Assignment – Identify every line in the records below that contains the word "while", and copy each of those lines.

Stored items
****************************************
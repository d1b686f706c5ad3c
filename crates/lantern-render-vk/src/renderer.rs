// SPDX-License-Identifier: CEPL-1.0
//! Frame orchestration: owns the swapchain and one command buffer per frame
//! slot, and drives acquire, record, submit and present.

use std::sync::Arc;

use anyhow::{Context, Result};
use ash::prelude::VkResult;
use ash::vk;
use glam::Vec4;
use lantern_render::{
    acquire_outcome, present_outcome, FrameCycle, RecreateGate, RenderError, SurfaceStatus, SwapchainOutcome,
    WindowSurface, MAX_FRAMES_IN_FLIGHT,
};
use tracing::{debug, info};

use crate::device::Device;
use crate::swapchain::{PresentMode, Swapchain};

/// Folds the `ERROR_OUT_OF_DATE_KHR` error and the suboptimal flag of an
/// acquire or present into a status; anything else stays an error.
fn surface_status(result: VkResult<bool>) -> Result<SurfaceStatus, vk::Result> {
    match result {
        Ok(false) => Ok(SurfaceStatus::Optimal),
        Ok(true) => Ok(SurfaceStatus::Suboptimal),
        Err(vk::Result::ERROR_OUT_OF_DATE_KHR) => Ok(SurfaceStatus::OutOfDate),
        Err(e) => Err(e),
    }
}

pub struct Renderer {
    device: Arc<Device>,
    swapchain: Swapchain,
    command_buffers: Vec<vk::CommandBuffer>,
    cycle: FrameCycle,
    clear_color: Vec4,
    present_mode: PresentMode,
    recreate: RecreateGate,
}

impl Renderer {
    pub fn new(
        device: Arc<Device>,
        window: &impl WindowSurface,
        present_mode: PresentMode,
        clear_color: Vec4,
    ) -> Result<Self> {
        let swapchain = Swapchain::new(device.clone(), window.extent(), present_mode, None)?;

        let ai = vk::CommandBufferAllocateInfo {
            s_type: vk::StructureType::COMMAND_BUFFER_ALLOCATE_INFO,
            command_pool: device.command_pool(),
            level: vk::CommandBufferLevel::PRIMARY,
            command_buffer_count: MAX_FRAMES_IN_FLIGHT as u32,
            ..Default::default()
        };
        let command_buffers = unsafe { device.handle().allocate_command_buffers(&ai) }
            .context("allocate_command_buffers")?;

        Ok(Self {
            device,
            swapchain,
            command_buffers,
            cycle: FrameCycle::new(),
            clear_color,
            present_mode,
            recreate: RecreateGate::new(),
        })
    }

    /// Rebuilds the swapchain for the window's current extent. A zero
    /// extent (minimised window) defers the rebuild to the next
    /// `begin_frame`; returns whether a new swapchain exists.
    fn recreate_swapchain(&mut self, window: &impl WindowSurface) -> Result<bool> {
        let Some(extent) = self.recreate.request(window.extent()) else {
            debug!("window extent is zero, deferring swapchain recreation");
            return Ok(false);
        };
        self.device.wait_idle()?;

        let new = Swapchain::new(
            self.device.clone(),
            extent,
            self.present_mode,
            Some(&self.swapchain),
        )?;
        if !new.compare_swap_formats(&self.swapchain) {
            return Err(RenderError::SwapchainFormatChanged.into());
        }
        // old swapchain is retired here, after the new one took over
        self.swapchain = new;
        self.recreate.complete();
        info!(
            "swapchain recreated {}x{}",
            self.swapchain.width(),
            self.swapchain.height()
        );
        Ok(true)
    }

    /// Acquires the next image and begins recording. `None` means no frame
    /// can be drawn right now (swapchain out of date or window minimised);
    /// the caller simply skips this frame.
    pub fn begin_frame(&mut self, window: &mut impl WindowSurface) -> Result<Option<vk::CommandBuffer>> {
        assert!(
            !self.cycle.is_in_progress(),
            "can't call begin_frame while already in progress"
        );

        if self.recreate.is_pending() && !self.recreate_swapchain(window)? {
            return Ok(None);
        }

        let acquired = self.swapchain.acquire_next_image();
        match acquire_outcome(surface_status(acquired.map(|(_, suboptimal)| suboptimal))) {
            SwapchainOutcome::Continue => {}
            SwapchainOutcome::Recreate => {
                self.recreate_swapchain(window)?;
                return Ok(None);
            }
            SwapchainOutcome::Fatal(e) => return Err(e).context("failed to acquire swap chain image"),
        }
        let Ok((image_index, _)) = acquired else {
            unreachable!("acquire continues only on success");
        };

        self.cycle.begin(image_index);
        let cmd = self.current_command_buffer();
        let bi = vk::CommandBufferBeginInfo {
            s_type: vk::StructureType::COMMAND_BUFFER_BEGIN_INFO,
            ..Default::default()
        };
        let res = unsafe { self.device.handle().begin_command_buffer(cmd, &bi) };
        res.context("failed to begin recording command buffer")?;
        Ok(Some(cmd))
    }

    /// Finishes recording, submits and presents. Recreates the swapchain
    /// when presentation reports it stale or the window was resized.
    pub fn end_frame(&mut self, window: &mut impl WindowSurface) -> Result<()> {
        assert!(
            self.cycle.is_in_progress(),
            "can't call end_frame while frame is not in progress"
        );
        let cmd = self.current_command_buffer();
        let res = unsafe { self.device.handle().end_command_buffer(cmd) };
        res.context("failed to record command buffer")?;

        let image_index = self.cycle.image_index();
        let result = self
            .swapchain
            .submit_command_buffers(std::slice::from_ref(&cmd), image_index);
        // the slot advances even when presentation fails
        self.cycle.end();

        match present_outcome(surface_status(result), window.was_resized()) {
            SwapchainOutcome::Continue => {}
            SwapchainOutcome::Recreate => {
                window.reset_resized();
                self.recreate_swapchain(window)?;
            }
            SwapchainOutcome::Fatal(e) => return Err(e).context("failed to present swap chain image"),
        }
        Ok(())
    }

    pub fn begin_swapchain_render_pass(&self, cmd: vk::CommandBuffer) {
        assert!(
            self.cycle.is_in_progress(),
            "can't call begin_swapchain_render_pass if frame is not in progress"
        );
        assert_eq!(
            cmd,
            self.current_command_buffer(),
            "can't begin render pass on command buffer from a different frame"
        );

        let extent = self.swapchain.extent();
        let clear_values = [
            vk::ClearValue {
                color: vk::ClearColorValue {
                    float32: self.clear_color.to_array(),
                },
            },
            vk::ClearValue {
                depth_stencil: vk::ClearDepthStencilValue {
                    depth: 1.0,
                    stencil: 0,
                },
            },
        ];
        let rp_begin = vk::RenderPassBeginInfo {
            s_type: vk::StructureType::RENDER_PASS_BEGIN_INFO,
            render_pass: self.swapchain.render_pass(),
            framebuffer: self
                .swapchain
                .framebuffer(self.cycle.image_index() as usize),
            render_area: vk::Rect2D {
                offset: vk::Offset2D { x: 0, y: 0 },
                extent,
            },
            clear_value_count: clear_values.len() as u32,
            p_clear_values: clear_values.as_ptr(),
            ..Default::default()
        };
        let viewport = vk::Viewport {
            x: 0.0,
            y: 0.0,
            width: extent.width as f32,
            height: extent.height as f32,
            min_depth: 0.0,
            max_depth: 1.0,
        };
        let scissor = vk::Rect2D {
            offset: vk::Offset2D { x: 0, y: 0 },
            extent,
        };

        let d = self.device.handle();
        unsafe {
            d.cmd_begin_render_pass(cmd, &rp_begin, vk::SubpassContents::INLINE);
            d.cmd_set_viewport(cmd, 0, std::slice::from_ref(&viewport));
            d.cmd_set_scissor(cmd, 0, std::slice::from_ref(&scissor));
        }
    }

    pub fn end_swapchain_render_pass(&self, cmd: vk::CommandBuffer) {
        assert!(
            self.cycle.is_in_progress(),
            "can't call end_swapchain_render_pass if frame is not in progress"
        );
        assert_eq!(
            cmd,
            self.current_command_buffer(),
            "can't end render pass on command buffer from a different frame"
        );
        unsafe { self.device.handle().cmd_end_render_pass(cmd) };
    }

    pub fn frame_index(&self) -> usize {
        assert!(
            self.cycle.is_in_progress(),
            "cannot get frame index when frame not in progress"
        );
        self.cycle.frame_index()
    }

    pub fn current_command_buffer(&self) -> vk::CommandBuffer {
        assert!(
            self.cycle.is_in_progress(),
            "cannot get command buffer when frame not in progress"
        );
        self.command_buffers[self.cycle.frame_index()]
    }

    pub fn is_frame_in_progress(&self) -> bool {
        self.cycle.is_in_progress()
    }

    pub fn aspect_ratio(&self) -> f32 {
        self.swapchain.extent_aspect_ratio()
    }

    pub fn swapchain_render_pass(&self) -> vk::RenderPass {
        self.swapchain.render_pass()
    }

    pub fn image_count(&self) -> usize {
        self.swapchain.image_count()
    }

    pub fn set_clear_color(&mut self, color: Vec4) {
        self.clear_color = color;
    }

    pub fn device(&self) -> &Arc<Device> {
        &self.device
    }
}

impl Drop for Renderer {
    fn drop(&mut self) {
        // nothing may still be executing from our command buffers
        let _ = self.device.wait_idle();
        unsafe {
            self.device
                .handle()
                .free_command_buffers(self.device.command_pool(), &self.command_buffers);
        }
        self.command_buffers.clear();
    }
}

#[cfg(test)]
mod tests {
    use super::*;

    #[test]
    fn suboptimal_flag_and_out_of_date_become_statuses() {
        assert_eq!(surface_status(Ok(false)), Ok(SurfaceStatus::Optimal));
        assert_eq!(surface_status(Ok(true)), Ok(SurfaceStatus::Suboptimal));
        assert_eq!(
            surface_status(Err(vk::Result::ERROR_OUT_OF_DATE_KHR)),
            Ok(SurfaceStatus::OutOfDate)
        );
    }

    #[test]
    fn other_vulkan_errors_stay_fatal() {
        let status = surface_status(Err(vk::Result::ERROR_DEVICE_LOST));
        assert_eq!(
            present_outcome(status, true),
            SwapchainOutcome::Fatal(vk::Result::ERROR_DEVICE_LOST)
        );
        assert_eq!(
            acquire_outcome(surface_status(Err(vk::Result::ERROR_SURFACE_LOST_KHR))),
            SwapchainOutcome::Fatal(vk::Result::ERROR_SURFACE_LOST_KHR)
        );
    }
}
****************************************
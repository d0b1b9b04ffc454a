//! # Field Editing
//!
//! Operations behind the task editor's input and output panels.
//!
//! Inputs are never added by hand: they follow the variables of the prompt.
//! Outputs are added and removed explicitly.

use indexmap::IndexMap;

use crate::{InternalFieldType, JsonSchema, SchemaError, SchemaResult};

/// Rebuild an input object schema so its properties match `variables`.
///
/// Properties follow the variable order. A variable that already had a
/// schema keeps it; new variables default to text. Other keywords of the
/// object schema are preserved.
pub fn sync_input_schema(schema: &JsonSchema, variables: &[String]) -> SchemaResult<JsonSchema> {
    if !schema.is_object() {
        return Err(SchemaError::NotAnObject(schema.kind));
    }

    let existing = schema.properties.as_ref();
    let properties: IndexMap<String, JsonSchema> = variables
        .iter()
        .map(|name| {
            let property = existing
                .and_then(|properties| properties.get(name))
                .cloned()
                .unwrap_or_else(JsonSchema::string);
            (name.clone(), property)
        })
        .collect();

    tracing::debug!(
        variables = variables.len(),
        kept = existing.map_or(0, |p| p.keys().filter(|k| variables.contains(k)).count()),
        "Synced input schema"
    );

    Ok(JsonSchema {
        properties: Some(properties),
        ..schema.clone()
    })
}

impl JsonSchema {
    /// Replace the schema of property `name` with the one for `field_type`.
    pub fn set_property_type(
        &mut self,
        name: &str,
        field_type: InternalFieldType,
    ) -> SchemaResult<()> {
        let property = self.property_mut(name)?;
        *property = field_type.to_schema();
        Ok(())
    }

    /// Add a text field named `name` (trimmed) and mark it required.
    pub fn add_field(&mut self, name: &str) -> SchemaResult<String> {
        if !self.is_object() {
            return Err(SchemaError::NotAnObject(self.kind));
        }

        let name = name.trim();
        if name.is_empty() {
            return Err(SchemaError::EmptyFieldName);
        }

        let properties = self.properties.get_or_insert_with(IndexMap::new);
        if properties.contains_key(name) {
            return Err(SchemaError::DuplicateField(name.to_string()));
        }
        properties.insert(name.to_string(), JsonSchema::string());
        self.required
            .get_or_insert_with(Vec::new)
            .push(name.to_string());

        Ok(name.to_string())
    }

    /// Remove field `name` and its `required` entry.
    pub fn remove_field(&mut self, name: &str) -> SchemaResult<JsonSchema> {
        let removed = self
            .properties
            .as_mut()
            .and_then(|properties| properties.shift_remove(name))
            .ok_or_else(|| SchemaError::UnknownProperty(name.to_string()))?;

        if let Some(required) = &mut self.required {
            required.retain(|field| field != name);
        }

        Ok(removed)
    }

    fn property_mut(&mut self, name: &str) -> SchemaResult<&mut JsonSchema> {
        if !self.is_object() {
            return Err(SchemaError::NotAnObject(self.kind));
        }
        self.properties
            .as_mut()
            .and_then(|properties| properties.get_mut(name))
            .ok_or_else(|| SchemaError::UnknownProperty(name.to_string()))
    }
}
****************************************
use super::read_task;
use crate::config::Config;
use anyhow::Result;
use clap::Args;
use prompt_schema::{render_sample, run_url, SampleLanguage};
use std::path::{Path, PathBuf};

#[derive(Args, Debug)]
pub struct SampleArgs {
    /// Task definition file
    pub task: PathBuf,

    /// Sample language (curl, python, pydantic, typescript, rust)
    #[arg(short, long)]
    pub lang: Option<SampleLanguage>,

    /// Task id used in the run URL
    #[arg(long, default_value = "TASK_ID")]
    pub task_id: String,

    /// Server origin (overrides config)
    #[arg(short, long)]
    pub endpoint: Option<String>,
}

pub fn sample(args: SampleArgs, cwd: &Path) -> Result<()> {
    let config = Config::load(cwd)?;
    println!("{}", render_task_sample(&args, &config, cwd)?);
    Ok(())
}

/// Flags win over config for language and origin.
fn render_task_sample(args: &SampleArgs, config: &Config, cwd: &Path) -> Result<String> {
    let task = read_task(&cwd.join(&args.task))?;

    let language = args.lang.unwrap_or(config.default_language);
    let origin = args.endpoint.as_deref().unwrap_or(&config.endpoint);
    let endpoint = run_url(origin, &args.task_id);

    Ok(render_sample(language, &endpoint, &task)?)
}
****************************************
Exercise answer –
            "can't call begin_frame while already in progress"
            "can't call end_frame while frame is not in progress"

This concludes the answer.